- **Problem to solve**: What is needed here is an exact copy of all the records below.

- **Dataset records**:
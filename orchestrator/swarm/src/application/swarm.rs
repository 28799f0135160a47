// Copyright (c) 2026 100monkeys.ai
// SPDX-License-Identifier: AGPL-3.0
//! Incident Response Swarm
//!
//! Owns the messaging context and the three incident-response agents, wires
//! their subscriptions and drives their lifecycle together with the registry
//! health monitor.
//!
//! # Architecture
//!
//! - **Layer:** Application Layer
//! - **Purpose:** Composition root for one node's agents
//!
//! Event flow:
//!
//! ```text
//! log-ingester-001 --log_analysis--> analyzer-agent --incident_detected--> remediation-agent
//! ```

use std::collections::BTreeMap;
use std::sync::Arc;
use std::time::Duration;

use anyhow::Context;
use serde::Serialize;
use tokio::sync::Mutex;
use tokio::task::JoinHandle;
use tokio_util::sync::CancellationToken;
use tracing::{info, warn};

use nexus_core::{
    AgentRecord, AgentSnapshot, BusStats, HealthMonitor, MessageKind, MessagingContext, NexusConfig,
};

use crate::application::analyzer::{Analyzer, ANALYZER_ID};
use crate::application::ingester::LogIngester;
use crate::application::remediator::{Remediator, REMEDIATOR_ID};
use crate::domain::hypothesis::{Hypothesizer, KeywordHypothesizer};
use crate::domain::incident::Incident;
use crate::domain::remediation::RemediationPlan;

const IDLE_POLL: Duration = Duration::from_millis(50);

/// Everything an operator looks at after a run.
#[derive(Debug, Clone, Serialize)]
pub struct SwarmSnapshot {
    pub agents: BTreeMap<String, AgentRecord>,
    pub agent_states: Vec<AgentSnapshot>,
    pub bus: BusStats,
    pub incidents: Vec<Incident>,
    pub plans: BTreeMap<String, RemediationPlan>,
}

struct MonitorHandle {
    shutdown: CancellationToken,
    task: JoinHandle<()>,
}

pub struct IncidentResponseSwarm {
    context: MessagingContext,
    ingester: LogIngester,
    analyzer: Analyzer,
    remediator: Remediator,
    monitor: Mutex<Option<MonitorHandle>>,
}

impl IncidentResponseSwarm {
    pub fn new(config: &NexusConfig) -> anyhow::Result<Self> {
        Self::with_hypothesizer(config, Arc::new(KeywordHypothesizer))
    }

    /// Validate `config`, build and register the agents, and subscribe the
    /// analyzer to `log_analysis` and the remediator to `incident_detected`.
    pub fn with_hypothesizer(config: &NexusConfig, hypothesizer: Arc<dyn Hypothesizer>) -> anyhow::Result<Self> {
        config.validate().context("Invalid node configuration")?;
        let context = MessagingContext::new(config);
        let detection = &config.spec.detection;

        let ingester = LogIngester::new(context.clone(), detection);
        let analyzer =
            Analyzer::with_hypothesizer(context.clone(), detection.error_rate_threshold, hypothesizer);
        let remediator = Remediator::new(context.clone());

        ingester.agent().register()?;
        analyzer.agent().register()?;
        remediator.agent().register()?;

        let bus = context.bus();
        bus.subscribe(ANALYZER_ID, MessageKind::LogAnalysis, None);
        bus.subscribe(REMEDIATOR_ID, MessageKind::IncidentDetected, None);

        info!(node = %config.metadata.name, "Incident response swarm assembled");
        Ok(Self {
            context,
            ingester,
            analyzer,
            remediator,
            monitor: Mutex::new(None),
        })
    }

    pub fn context(&self) -> &MessagingContext {
        &self.context
    }

    pub fn ingester(&self) -> &LogIngester {
        &self.ingester
    }

    pub fn analyzer(&self) -> &Analyzer {
        &self.analyzer
    }

    pub fn remediator(&self) -> &Remediator {
        &self.remediator
    }

    /// Start the bus, then the agents downstream-first so no event is
    /// published before its consumer is running, then the health monitor.
    pub async fn start(&self) -> anyhow::Result<()> {
        self.context.start();
        self.remediator.agent().start().await?;
        self.analyzer.agent().start().await?;
        self.ingester.agent().start().await?;

        let monitor = Arc::new(HealthMonitor::new(self.context.registry().clone()));
        let shutdown = monitor.shutdown_token();
        let task = monitor.start();
        *self.monitor.lock().await = Some(MonitorHandle { shutdown, task });

        info!("Incident response swarm started");
        Ok(())
    }

    /// Stop the monitor and the agents in reverse start order, unregister
    /// them and stop the bus. Agents that are not running are skipped.
    pub async fn stop(&self) {
        if let Some(monitor) = self.monitor.lock().await.take() {
            monitor.shutdown.cancel();
            if let Err(e) = monitor.task.await {
                warn!(error = %e, "Health monitor task ended abnormally");
            }
        }

        for agent in [self.ingester.agent(), self.analyzer.agent(), self.remediator.agent()] {
            if let Err(e) = agent.stop().await {
                warn!(agent_id = %agent.id(), error = %e, "Agent stop skipped");
            }
            if let Err(e) = agent.unregister() {
                warn!(agent_id = %agent.id(), error = %e, "Agent unregister skipped");
            }
        }

        self.context.stop();
        info!("Incident response swarm stopped");
    }

    /// Scan the configured log directory now.
    pub async fn ingest_logs_dir(&self) -> usize {
        self.ingester.scan_logs_dir().await
    }

    /// Wait until every agent mailbox is empty, no handler is running and no
    /// message was sent for one poll interval. Returns false on timeout.
    pub async fn wait_for_idle(&self, timeout: Duration) -> bool {
        let deadline = tokio::time::Instant::now() + timeout;
        let mut last_sent = None;
        loop {
            let busy = [self.ingester.agent(), self.analyzer.agent(), self.remediator.agent()]
                .iter()
                .any(|agent| agent.snapshot().queue_size > 0 || agent.state().in_flight() > 0);
            let sent = self.context.bus().get_stats().message_stats.messages_sent;
            if !busy && last_sent == Some(sent) {
                return true;
            }
            last_sent = Some(sent);

            if tokio::time::Instant::now() >= deadline {
                return false;
            }
            tokio::time::sleep(IDLE_POLL).await;
        }
    }

    pub fn snapshot(&self) -> SwarmSnapshot {
        SwarmSnapshot {
            agents: self.context.registry().get_all_agents(),
            agent_states: [self.ingester.agent(), self.analyzer.agent(), self.remediator.agent()]
                .iter()
                .map(|agent| agent.snapshot())
                .collect(),
            bus: self.context.bus().get_stats(),
            incidents: self.analyzer.incidents(),
            plans: self.remediator.plans(),
        }
    }
}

- **Written solution**:
filename orchestrator/swarm/src/application/swarm.rs
repository 28799f0135160a47
// Copyright (c) 2026 100monkeys.ai
// SPDX-License-Identifier: AGPL-3.0
//! Incident Response Swarm
//!
//! Owns the messaging context and the three incident-response agents, wires
//! their subscriptions and drives their lifecycle together with the registry
//! health monitor.
//!
//! # Architecture
//!
//! - **Layer:** Application Layer
//! - **Purpose:** Composition root for one node's agents
//!
//! Event flow:
//!
//! ```text
//! log-ingester-001 --log_analysis--> analyzer-agent --incident_detected--> remediation-agent
//! ```

use std::collections::BTreeMap;
use std::sync::Arc;
use std::time::Duration;

use anyhow::Context;
use serde::Serialize;
use tokio::sync::Mutex;
use tokio::task::JoinHandle;
use tokio_util::sync::CancellationToken;
use tracing::{info, warn};

use nexus_core::{
    AgentRecord, AgentSnapshot, BusStats, HealthMonitor, MessageKind, MessagingContext, NexusConfig,
};

use crate::application::analyzer::{Analyzer, ANALYZER_ID};
use crate::application::ingester::LogIngester;
use crate::application::remediator::{Remediator, REMEDIATOR_ID};
use crate::domain::hypothesis::{Hypothesizer, KeywordHypothesizer};
use crate::domain::incident::Incident;
use crate::domain::remediation::RemediationPlan;

const IDLE_POLL: Duration = Duration::from_millis(50);

/// Everything an operator looks at after a run.
#[derive(Debug, Clone, Serialize)]
pub struct SwarmSnapshot {
    pub agents: BTreeMap<String, AgentRecord>,
    pub agent_states: Vec<AgentSnapshot>,
    pub bus: BusStats,
    pub incidents: Vec<Incident>,
    pub plans: BTreeMap<String, RemediationPlan>,
}

struct MonitorHandle {
    shutdown: CancellationToken,
    task: JoinHandle<()>,
}

pub struct IncidentResponseSwarm {
    context: MessagingContext,
    ingester: LogIngester,
    analyzer: Analyzer,
    remediator: Remediator,
    monitor: Mutex<Option<MonitorHandle>>,
}

impl IncidentResponseSwarm {
    pub fn new(config: &NexusConfig) -> anyhow::Result<Self> {
        Self::with_hypothesizer(config, Arc::new(KeywordHypothesizer))
    }

    /// Validate `config`, build and register the agents, and subscribe the
    /// analyzer to `log_analysis` and the remediator to `incident_detected`.
    pub fn with_hypothesizer(config: &NexusConfig, hypothesizer: Arc<dyn Hypothesizer>) -> anyhow::Result<Self> {
        config.validate().context("Invalid node configuration")?;
        let context = MessagingContext::new(config);
        let detection = &config.spec.detection;

        let ingester = LogIngester::new(context.clone(), detection);
        let analyzer =
            Analyzer::with_hypothesizer(context.clone(), detection.error_rate_threshold, hypothesizer);
        let remediator = Remediator::new(context.clone());

        ingester.agent().register()?;
        analyzer.agent().register()?;
        remediator.agent().register()?;

        let bus = context.bus();
        bus.subscribe(ANALYZER_ID, MessageKind::LogAnalysis, None);
        bus.subscribe(REMEDIATOR_ID, MessageKind::IncidentDetected, None);

        info!(node = %config.metadata.name, "Incident response swarm assembled");
        Ok(Self {
            context,
            ingester,
            analyzer,
            remediator,
            monitor: Mutex::new(None),
        })
    }

    pub fn context(&self) -> &MessagingContext {
        &self.context
    }

    pub fn ingester(&self) -> &LogIngester {
        &self.ingester
    }

    pub fn analyzer(&self) -> &Analyzer {
        &self.analyzer
    }

    pub fn remediator(&self) -> &Remediator {
        &self.remediator
    }

    /// Start the bus, then the agents downstream-first so no event is
    /// published before its consumer is running, then the health monitor.
    pub async fn start(&self) -> anyhow::Result<()> {
        self.context.start();
        self.remediator.agent().start().await?;
        self.analyzer.agent().start().await?;
        self.ingester.agent().start().await?;

        let monitor = Arc::new(HealthMonitor::new(self.context.registry().clone()));
        let shutdown = monitor.shutdown_token();
        let task = monitor.start();
        *self.monitor.lock().await = Some(MonitorHandle { shutdown, task });

        info!("Incident response swarm started");
        Ok(())
    }

    /// Stop the monitor and the agents in reverse start order, unregister
    /// them and stop the bus. Agents that are not running are skipped.
    pub async fn stop(&self) {
        if let Some(monitor) = self.monitor.lock().await.take() {
            monitor.shutdown.cancel();
            if let Err(e) = monitor.task.await {
                warn!(error = %e, "Health monitor task ended abnormally");
            }
        }

        for agent in [self.ingester.agent(), self.analyzer.agent(), self.remediator.agent()] {
            if let Err(e) = agent.stop().await {
                warn!(agent_id = %agent.id(), error = %e, "Agent stop skipped");
            }
            if let Err(e) = agent.unregister() {
                warn!(agent_id = %agent.id(), error = %e, "Agent unregister skipped");
            }
        }

        self.context.stop();
        info!("Incident response swarm stopped");
    }

    /// Scan the configured log directory now.
    pub async fn ingest_logs_dir(&self) -> usize {
        self.ingester.scan_logs_dir().await
    }

    /// Wait until every agent mailbox is empty, no handler is running and no
    /// message was sent for one poll interval. Returns false on timeout.
    pub async fn wait_for_idle(&self, timeout: Duration) -> bool {
        let deadline = tokio::time::Instant::now() + timeout;
        let mut last_sent = None;
        loop {
            let busy = [self.ingester.agent(), self.analyzer.agent(), self.remediator.agent()]
                .iter()
                .any(|agent| agent.snapshot().queue_size > 0 || agent.state().in_flight() > 0);
            let sent = self.context.bus().get_stats().message_stats.messages_sent;
            if !busy && last_sent == Some(sent) {
                return true;
            }
            last_sent = Some(sent);

            if tokio::time::Instant::now() >= deadline {
                return false;
            }
            tokio::time::sleep(IDLE_POLL).await;
        }
    }

    pub fn snapshot(&self) -> SwarmSnapshot {
        SwarmSnapshot {
            agents: self.context.registry().get_all_agents(),
            agent_states: [self.ingester.agent(), self.analyzer.agent(), self.remediator.agent()]
                .iter()
                .map(|agent| agent.snapshot())
                .collect(),
            bus: self.context.bus().get_stats(),
            incidents: self.analyzer.incidents(),
            plans: self.remediator.plans(),
        }
    }
}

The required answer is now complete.